Task details: Report how many lines of the following entries include the string "logged"; respond with the number alone.

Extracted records
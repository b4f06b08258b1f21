//! Fatal error types for the BMS MQTT client
//!
//! Only start-up failures surface as errors. Connection failures are retried
//! and persistence write failures are logged, so neither appears here.

use std::path::PathBuf;
use thiserror::Error;

/// Errors that stop the engine before it can run
#[derive(Debug, Error)]
pub enum EngineError {
    #[error("Failed to create runtime directory {path}: {source}")]
    RuntimeDirectory {
        path: PathBuf,
        #[source]
        source: std::io::Error,
    },

    #[error("Status store unavailable: {0}")]
    Persist(#[from] crate::persist::PersistError),

    #[error("Configuration error: {0}")]
    Config(#[from] crate::config::ConfigError),
}

impl EngineError {
    /// Create runtime directory error
    pub fn runtime_directory(path: impl Into<PathBuf>, source: std::io::Error) -> Self {
        Self::RuntimeDirectory {
            path: path.into(),
            source,
        }
    }
}

/// Result type alias for engine operations
pub type EngineResult<T> = Result<T, EngineError>;
//! Append-only log of connection start/stop events.

use chrono::{Local, SecondsFormat};
use std::fs::OpenOptions;
use std::io::Write;
use std::path::{Path, PathBuf};
use tracing::warn;

/// Line-oriented connection event log, independent of the application log
#[derive(Debug, Clone)]
pub struct ConnectionLog {
    path: PathBuf,
}

impl ConnectionLog {
    pub fn new(path: impl Into<PathBuf>) -> Self {
        Self { path: path.into() }
    }

    pub fn path(&self) -> &Path {
        &self.path
    }

    pub fn connection_started(&self) {
        self.append("MQTT connection started");
    }

    pub fn connection_stopped(&self) {
        self.append("MQTT connection stopped");
    }

    /// Append `<RFC3339 timestamp>: <event>`; failures are logged only
    pub fn append(&self, event: &str) {
        let line = format!(
            "{}: {}\n",
            Local::now().to_rfc3339_opts(SecondsFormat::Secs, false),
            event
        );

        let result = self
            .path
            .parent()
            .filter(|p| !p.as_os_str().is_empty())
            .map_or(Ok(()), std::fs::create_dir_all)
            .and_then(|_| {
                OpenOptions::new()
                    .create(true)
                    .append(true)
                    .open(&self.path)
            })
            .and_then(|mut file| file.write_all(line.as_bytes()));

        if let Err(e) = result {
            warn!(path = %self.path.display(), error = %e, "Failed to write connection log");
        }
    }
}

#[cfg(test)]
mod tests {
    use super::*;
    use tempfile::TempDir;

    #[test]
    fn test_events_are_appended_in_order() {
        let dir = TempDir::new().unwrap();
        let log = ConnectionLog::new(dir.path().join("connections/connections.log"));

        log.connection_started();
        log.connection_stopped();

        let content = std::fs::read_to_string(log.path()).unwrap();
        let lines: Vec<&str> = content.lines().collect();
        assert_eq!(lines.len(), 2);
        assert!(lines[0].ends_with(": MQTT connection started"));
        assert!(lines[1].ends_with(": MQTT connection stopped"));

        let (stamp, _) = lines[0].split_once(": ").unwrap();
        assert!(chrono::DateTime::parse_from_rfc3339(stamp).is_ok());
    }

    #[test]
    fn test_unwritable_path_does_not_panic() {
        let dir = TempDir::new().unwrap();
        let log = ConnectionLog::new(dir.path());
        log.connection_started();
    }
}
//! On-disk runtime state: the status document and the connection log.

pub mod connection_log;
pub mod status_store;

pub use connection_log::ConnectionLog;
pub use status_store::{PersistError, StatusStore};
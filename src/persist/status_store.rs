//! Key-path addressable status document persisted as JSON.
//!
//! Keys are dot-separated paths (`mqtt.status`) into a nested JSON object.
//! Every `set` rewrites the whole document through a staging file that is
//! renamed into place before returning. Write failures are logged and
//! swallowed so status updates never block the caller's hot path.

use serde_json::{Map, Value};
use std::fs::File;
use std::io::Write;
use std::path::{Path, PathBuf};
use std::sync::Mutex;
use thiserror::Error;
use tracing::{debug, warn};

#[derive(Debug, Error)]
pub enum PersistError {
    #[error("Failed to create status directory {path}: {source}")]
    CreateDir {
        path: PathBuf,
        #[source]
        source: std::io::Error,
    },
    #[error("Failed to read status file {path}: {source}")]
    Read {
        path: PathBuf,
        #[source]
        source: std::io::Error,
    },
}

/// Persisted status document
#[derive(Debug)]
pub struct StatusStore {
    path: PathBuf,
    doc: Mutex<Map<String, Value>>,
}

impl StatusStore {
    /// Open the store at `path`, loading the existing document if there is one.
    ///
    /// A missing file yields an empty document. A file that does not parse as
    /// a JSON object also yields an empty document.
    pub fn open(path: impl Into<PathBuf>) -> Result<Self, PersistError> {
        let path = path.into();

        if let Some(parent) = path.parent().filter(|p| !p.as_os_str().is_empty()) {
            std::fs::create_dir_all(parent).map_err(|source| PersistError::CreateDir {
                path: parent.to_path_buf(),
                source,
            })?;
        }

        let doc = match std::fs::read(&path) {
            Ok(bytes) => parse_document(&path, &bytes),
            Err(e) if e.kind() == std::io::ErrorKind::NotFound => Map::new(),
            Err(source) => return Err(PersistError::Read { path, source }),
        };

        Ok(Self {
            path,
            doc: Mutex::new(doc),
        })
    }

    pub fn path(&self) -> &Path {
        &self.path
    }

    /// Set the value at `key_path`, creating intermediate objects as needed.
    ///
    /// A non-object value found on the way is replaced by an object.
    pub fn set(&self, key_path: &str, value: impl Into<Value>) {
        let segments: Vec<&str> = key_path.split('.').collect();
        if segments.iter().any(|s| s.is_empty()) {
            warn!(key_path, "Ignoring status write to malformed key path");
            return;
        }

        let mut doc = self.doc.lock().unwrap_or_else(|p| p.into_inner());
        insert_at(&mut doc, &segments, value.into());
        self.flush(&doc);
    }

    /// Value at `key_path`, or None if any segment is missing or not an object
    pub fn get(&self, key_path: &str) -> Option<Value> {
        let doc = self.doc.lock().unwrap_or_else(|p| p.into_inner());
        let mut segments = key_path.split('.');
        let mut current = doc.get(segments.next()?)?;
        for segment in segments {
            current = current.as_object()?.get(segment)?;
        }
        Some(current.clone())
    }

    /// String value at `key_path`
    pub fn get_str(&self, key_path: &str) -> Option<String> {
        self.get(key_path)
            .and_then(|v| v.as_str().map(str::to_string))
    }

    /// Copy of the whole document
    pub fn document(&self) -> Value {
        Value::Object(self.doc.lock().unwrap_or_else(|p| p.into_inner()).clone())
    }

    fn flush(&self, doc: &Map<String, Value>) {
        let result = serde_json::to_vec_pretty(doc)
            .map_err(std::io::Error::from)
            .and_then(|bytes| {
                // Readers never observe a truncated document
                let staging = self.path.with_extension("json.tmp");
                let mut file = File::create(&staging)?;
                file.write_all(&bytes)?;
                file.sync_all()?;
                std::fs::rename(&staging, &self.path)
            });

        if let Err(e) = result {
            warn!(path = %self.path.display(), error = %e, "Failed to persist status document");
        }
    }
}

fn parse_document(path: &Path, bytes: &[u8]) -> Map<String, Value> {
    match serde_json::from_slice::<Value>(bytes) {
        Ok(Value::Object(map)) => map,
        Ok(_) => {
            warn!(path = %path.display(), "Status file is not a JSON object, starting empty");
            Map::new()
        }
        Err(e) => {
            if !bytes.is_empty() {
                warn!(path = %path.display(), error = %e, "Status file is malformed, starting empty");
            } else {
                debug!(path = %path.display(), "Status file is empty");
            }
            Map::new()
        }
    }
}

fn insert_at(map: &mut Map<String, Value>, segments: &[&str], value: Value) {
    match segments {
        [] => {}
        [leaf] => {
            map.insert((*leaf).to_string(), value);
        }
        [head, rest @ ..] => {
            let entry = map
                .entry((*head).to_string())
                .or_insert_with(|| Value::Object(Map::new()));
            if !entry.is_object() {
                *entry = Value::Object(Map::new());
            }
            if let Value::Object(child) = entry {
                insert_at(child, rest, value);
            }
        }
    }
}
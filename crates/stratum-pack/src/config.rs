//! Configuration for pack archives

use serde::{Deserialize, Serialize};

/// Tuning knobs for opened archives and their LZMA handles
#[derive(Debug, Clone, PartialEq, Eq, Serialize, Deserialize)]
#[serde(default)]
pub struct PackConfig {
    /// Bytes of decoded output an LZMA handle keeps for cheap backward seeks
    pub backseek_buffer_size: usize,

    /// Bytes of compressed input an LZMA handle reads ahead per refill
    pub read_buffer_size: usize,

    /// Load the preload section into memory when the archive is opened
    pub load_preload: bool,
}

impl Default for PackConfig {
    fn default() -> Self {
        Self {
            backseek_buffer_size: 64 * 1024, // 64 KiB
            read_buffer_size: 16 * 1024,     // 16 KiB
            load_preload: true,
        }
    }
}

impl PackConfig {
    /// Set the backseek span of LZMA handles
    #[must_use]
    pub const fn with_backseek_buffer_size(mut self, size: usize) -> Self {
        self.backseek_buffer_size = size;
        self
    }

    /// Set the read-ahead size of LZMA handles
    #[must_use]
    pub const fn with_read_buffer_size(mut self, size: usize) -> Self {
        self.read_buffer_size = size;
        self
    }

    /// Enable or disable loading of the preload section
    #[must_use]
    pub const fn with_preload(mut self, enable: bool) -> Self {
        self.load_preload = enable;
        self
    }
}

Problem solution: 3